In 1676 Attawanhood (also known as Joshua), son of Uncas and Sachem of the Mohegans, died just after fighting in King Philip's War. Many of the towns in Mohegan territory, land north and east of New London, Groton and Stonington, owed their existence to grants from Uncas or his sons. This included all of the current Windham county and the principal part of Tolland county. Joshua, the third son, in his will left his hunting grounds to "sixteen men of Norwich"; this included the then town of Windham, a tract nearly 10 miles square, and Mansfield. Settlements followed swiftly, in Mansfield at 'Ponde Place', Windham, and also in today's towns of Scotland, Chaplin, and Hampton.

In 1966, two-hundred and ninety years later, motivated by the rapid development of the area, the efforts of the Mansfield Historical Society and the Mansfield Conservation Commission resulted in the incorporation of Joshua's Tract Conservation and Historic Trust. The Madison Land Trust provided assistance, and individuals donated $1,400. The founding trustees were Floyd M. Callward, Samuel G. Dodd, John M. Evans, George A. Baker Jr. and Gertrude M. Lamb.

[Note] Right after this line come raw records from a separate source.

//! Core error taxonomy
//!
//! Every error here is local to one tick or one computation. Callers log and
//! continue; nothing in the core terminates the hosting process.

use thiserror::Error;

#[derive(Debug, Clone, PartialEq, Error)]
pub enum CoreError {
    #[error("Unknown series {instrument} {timeframe}: register it before use")]
    UnknownSeries { instrument: String, timeframe: String },

    #[error("Stale timestamp {timestamp} for {instrument} {timeframe}: older than current bar {tail}")]
    StaleTimestamp {
        instrument: String,
        timeframe: String,
        timestamp: i64,
        tail: i64,
    },

    #[error("Bar {timestamp} of {instrument} {timeframe} is sealed")]
    SealedBar {
        instrument: String,
        timeframe: String,
        timestamp: i64,
    },

    #[error("Not enough bars: need at least {required}, but got {available}")]
    InsufficientData { required: usize, available: usize },

    #[error("Invalid tick: {0}")]
    InvalidTick(String),

    #[error("Invalid bar: {0}")]
    InvalidBar(String),

    #[error("Invalid configuration: {0}")]
    InvalidConfig(String),
}

impl CoreError {
    /// Warm-up errors are expected until a series has enough bars.
    pub fn is_warm_up(&self) -> bool {
        matches!(self, CoreError::InsufficientData { .. })
    }
}
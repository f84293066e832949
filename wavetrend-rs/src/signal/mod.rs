//! Signal module
//!
//! Maps indicator readings to signals and delivers them to sinks.

pub mod evaluator;
pub mod sink;

pub use evaluator::*;
pub use sink::*;
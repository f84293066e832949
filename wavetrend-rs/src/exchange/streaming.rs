//! Real-time tick streaming using barter-data

use crate::data::{instrument_name, normalize_pair, Tick};
use crate::Result;
use anyhow::anyhow;
use barter_data::exchange::binance::spot::BinanceSpot;
use barter_data::streams::reconnect::Event;
use barter_data::streams::Streams;
use barter_data::subscription::trade::PublicTrades;
use barter_instrument::instrument::market_data::kind::MarketDataInstrumentKind;
use futures::StreamExt;
use std::thread::JoinHandle;
use tokio::sync::mpsc;
use tracing::{error, info, warn};

/// Default capacity of the tick channel
pub const DEFAULT_TICK_BUFFER: usize = 10_000;

/// Streams Binance spot public trades as [`Tick`]s.
///
/// barter-data streams are not `Send`, so each instrument runs on its own
/// thread with a current-thread runtime and a `LocalSet`. Reconnects are
/// handled by barter-data; this only logs them.
pub struct TickStreamer {
    handles: Vec<JoinHandle<()>>,
}

impl TickStreamer {
    /// Start one stream per instrument, all feeding the same channel
    pub fn binance(instruments: &[String], buffer: usize) -> Result<(Self, mpsc::Receiver<Tick>)> {
        let (tx, rx) = mpsc::channel(buffer);
        let mut handles = Vec::with_capacity(instruments.len());

        for instrument in instruments {
            let (base, quote) =
                normalize_pair(instrument).ok_or_else(|| anyhow!("unrecognized instrument '{}'", instrument))?;
            let tx = tx.clone();

            let handle = std::thread::Builder::new()
                .name(format!("ticks-{}{}", base.to_lowercase(), quote.to_lowercase()))
                .spawn(move || {
                    let rt = match tokio::runtime::Builder::new_current_thread().enable_all().build() {
                        Ok(rt) => rt,
                        Err(e) => {
                            error!("Failed to start runtime for {}/{}: {}", base, quote, e);
                            return;
                        }
                    };
                    let local = tokio::task::LocalSet::new();
                    local.block_on(&rt, async move {
                        if let Err(e) = run_stream(&base, &quote, tx).await {
                            error!("Stream for {}/{} stopped: {}", base, quote, e);
                        }
                    });
                })?;
            handles.push(handle);
        }

        Ok((Self { handles }, rx))
    }

    /// Number of instrument streams started
    pub fn len(&self) -> usize {
        self.handles.len()
    }

    pub fn is_empty(&self) -> bool {
        self.handles.is_empty()
    }

    /// Whether every stream thread has exited
    pub fn is_finished(&self) -> bool {
        self.handles.iter().all(|h| h.is_finished())
    }
}

async fn run_stream(base: &str, quote: &str, tx: mpsc::Sender<Tick>) -> Result<()> {
    let (base_lc, quote_lc) = (base.to_lowercase(), quote.to_lowercase());
    let streams = Streams::<PublicTrades>::builder()
        .subscribe([(
            BinanceSpot::default(),
            base_lc.as_str(),
            quote_lc.as_str(),
            MarketDataInstrumentKind::Spot,
            PublicTrades,
        )])
        .init()
        .await?;

    let instrument = instrument_name(base, quote);
    info!("✅ Trade stream initialized for {}", instrument);

    let mut market_stream = streams.select_all();
    while let Some(event) = market_stream.next().await {
        match event {
            Event::Item(Ok(market_event)) => {
                let tick = Tick::new(
                    instrument.clone(),
                    market_event.time_exchange.timestamp_millis(),
                    market_event.kind.price,
                );
                if tx.send(tick).await.is_err() {
                    info!("Tick receiver dropped, closing stream for {}", instrument);
                    return Ok(());
                }
            }
            Event::Item(Err(e)) => {
                error!("Error in market event for {}: {}", instrument, e);
            }
            Event::Reconnecting(_origin) => {
                warn!("Reconnecting stream for {}...", instrument);
            }
        }
    }

    warn!("Market stream ended for {}", instrument);
    Ok(())
}
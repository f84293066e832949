//! Configuration module

pub mod pipeline;
pub mod wavetrend;

pub use pipeline::*;
pub use wavetrend::*;
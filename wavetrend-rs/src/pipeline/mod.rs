//! Signal pipeline
//!
//! Wires the pieces together for every tick:
//! tick → [`CandleAggregator`] → [`SeriesStore`] → [`WaveTrendEngine`]
//! → [`SignalEvaluator`] → [`SignalSink`].
//!
//! Each series has its own lock, held from the store mutation through the
//! report and signal for that update, so concurrent callers never publish a
//! report older than the bars already in the store.
//!
//! Errors for a single tick are logged and skipped; nothing here stops the
//! hosting process.

use crate::config::{PipelineConfig, WaveTrendConfig};
use crate::data::{canonical_instrument, AggregationOutcome, Bar, CandleAggregator, SeriesKey, SeriesStore, Tick, Timeframe};
use crate::error::CoreError;
use crate::indicators::{compute_moving_averages, compute_rsi_divergences, latest_rsi, WaveTrendEngine};
use crate::signal::{IndicatorReport, SignalEvaluator, SignalEvent, SignalKind, SignalSink};
use parking_lot::{Mutex, RwLock};
use std::collections::HashMap;
use std::sync::Arc;
use tracing::{debug, info, warn};

/// Streaming Wave Trend signal pipeline
pub struct SignalPipeline {
    store: Arc<SeriesStore>,
    aggregator: CandleAggregator,
    config: RwLock<PipelineConfig>,
    engine: RwLock<WaveTrendEngine>,
    sink: Box<dyn SignalSink>,
    /// One mutator per series
    series_locks: Mutex<HashMap<SeriesKey, Arc<Mutex<()>>>>,
    reports: RwLock<HashMap<SeriesKey, IndicatorReport>>,
    /// Last emitted signal set per series, keyed by bar
    last_emitted: Mutex<HashMap<SeriesKey, (i64, Vec<SignalKind>)>>,
}
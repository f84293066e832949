use anyhow::Context;
use dotenv::dotenv;
use std::str::FromStr;
use wavetrend_rs::config::{PipelineConfig, WaveTrendConfig};
use wavetrend_rs::data::Timeframe;
use wavetrend_rs::exchange::BINANCE_REST_URL;

pub struct Config {
    pub symbols: Vec<String>,
    pub pipeline: PipelineConfig,
    pub backfill_limit: usize,
    pub report_interval_secs: u64,
    pub binance_rest_url: String,
}

impl Config {
    pub fn from_env() -> Result<Self, anyhow::Error> {
        dotenv().ok();

        let defaults = PipelineConfig::default();
        let wt_defaults = WaveTrendConfig::default();

        let symbols = list("SYMBOLS", "BTC/USDT,ETH/USDT");
        let timeframes = match std::env::var("TIMEFRAMES") {
            Ok(raw) => raw
                .split(',')
                .map(str::trim)
                .filter(|s| !s.is_empty())
                .map(|s| s.parse::<Timeframe>().with_context(|| format!("TIMEFRAMES: bad timeframe '{}'", s)))
                .collect::<Result<Vec<_>, _>>()?,
            Err(_) => defaults.timeframes.clone(),
        };

        let wave_trend = WaveTrendConfig {
            channel_length: parse_or("WT_CHANNEL_LENGTH", wt_defaults.channel_length)?,
            average_length: parse_or("WT_AVERAGE_LENGTH", wt_defaults.average_length)?,
            overbought1: parse_or("WT_OVERBOUGHT1", wt_defaults.overbought1)?,
            overbought2: parse_or("WT_OVERBOUGHT2", wt_defaults.overbought2)?,
            oversold1: parse_or("WT_OVERSOLD1", wt_defaults.oversold1)?,
            oversold2: parse_or("WT_OVERSOLD2", wt_defaults.oversold2)?,
        };

        let pipeline = PipelineConfig {
            wave_trend,
            timeframes,
            window: parse_or("WINDOW", defaults.window)?,
            max_bars: parse_or("MAX_BARS", defaults.max_bars)?,
            ..defaults
        };
        pipeline.validate()?;

        Ok(Config {
            symbols,
            pipeline,
            backfill_limit: parse_or("BACKFILL_LIMIT", 500)?,
            report_interval_secs: parse_or("REPORT_INTERVAL_SECS", 60)?,
            binance_rest_url: std::env::var("BINANCE_REST_URL").unwrap_or_else(|_| BINANCE_REST_URL.to_string()),
        })
    }
}

fn list(key: &str, default: &str) -> Vec<String> {
    std::env::var(key)
        .unwrap_or_else(|_| default.to_string())
        .split(',')
        .map(|s| s.trim().to_string())
        .filter(|s| !s.is_empty())
        .collect()
}

fn parse_or<T>(key: &str, default: T) -> Result<T, anyhow::Error>
where
    T: FromStr,
    T::Err: std::error::Error + Send + Sync + 'static,
{
    match std::env::var(key) {
        Ok(raw) => raw.trim().parse().with_context(|| format!("{}: invalid value '{}'", key, raw)),
        Err(_) => Ok(default),
    }
}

Joshua's Trust acquired its first property, Bradley-Buchanan Woods, in 1970. This was followed by the Wolf Rock property, the Ashford Oak and others, including in 1978 the historic Gurleyville Gristmill and miller's cottage, birthplace of Wilbur Cross, the 56th governor of Connecticut. Many of these early trust properties now abut other conserved lands, significantly increasing the size of the protected habitat.

In 1991 the Trust's holdings including preserves and easements reached 2,000 acres, and nineteen years later they crossed the 4,000 acre mark.

In 1992 the Trust needed storage and office space and began to look at the historic Eagleville Schoolhouse in the Town of Mansfield. It was previously used by the Mansfield Historical Society as a museum but subsequently left unoccupied. After negotiating a 30-year lease and renovating the building, Joshua's Trust moved their operations to the former one-room schoolhouse at the corner of Routes 32 and 275 in Mansfield.

Joshua's Trust preserve sign at the entrance to Friedman Forest in Ashford, Connecticut

 Approaching its fiftieth anniversary in 2016, Joshua's Trust is still primarily an all-volunteer organization, with one part-time conservation coordinator. The Trust relies on volunteers for most of its activities, including funding, stewardship, office work and outreach efforts.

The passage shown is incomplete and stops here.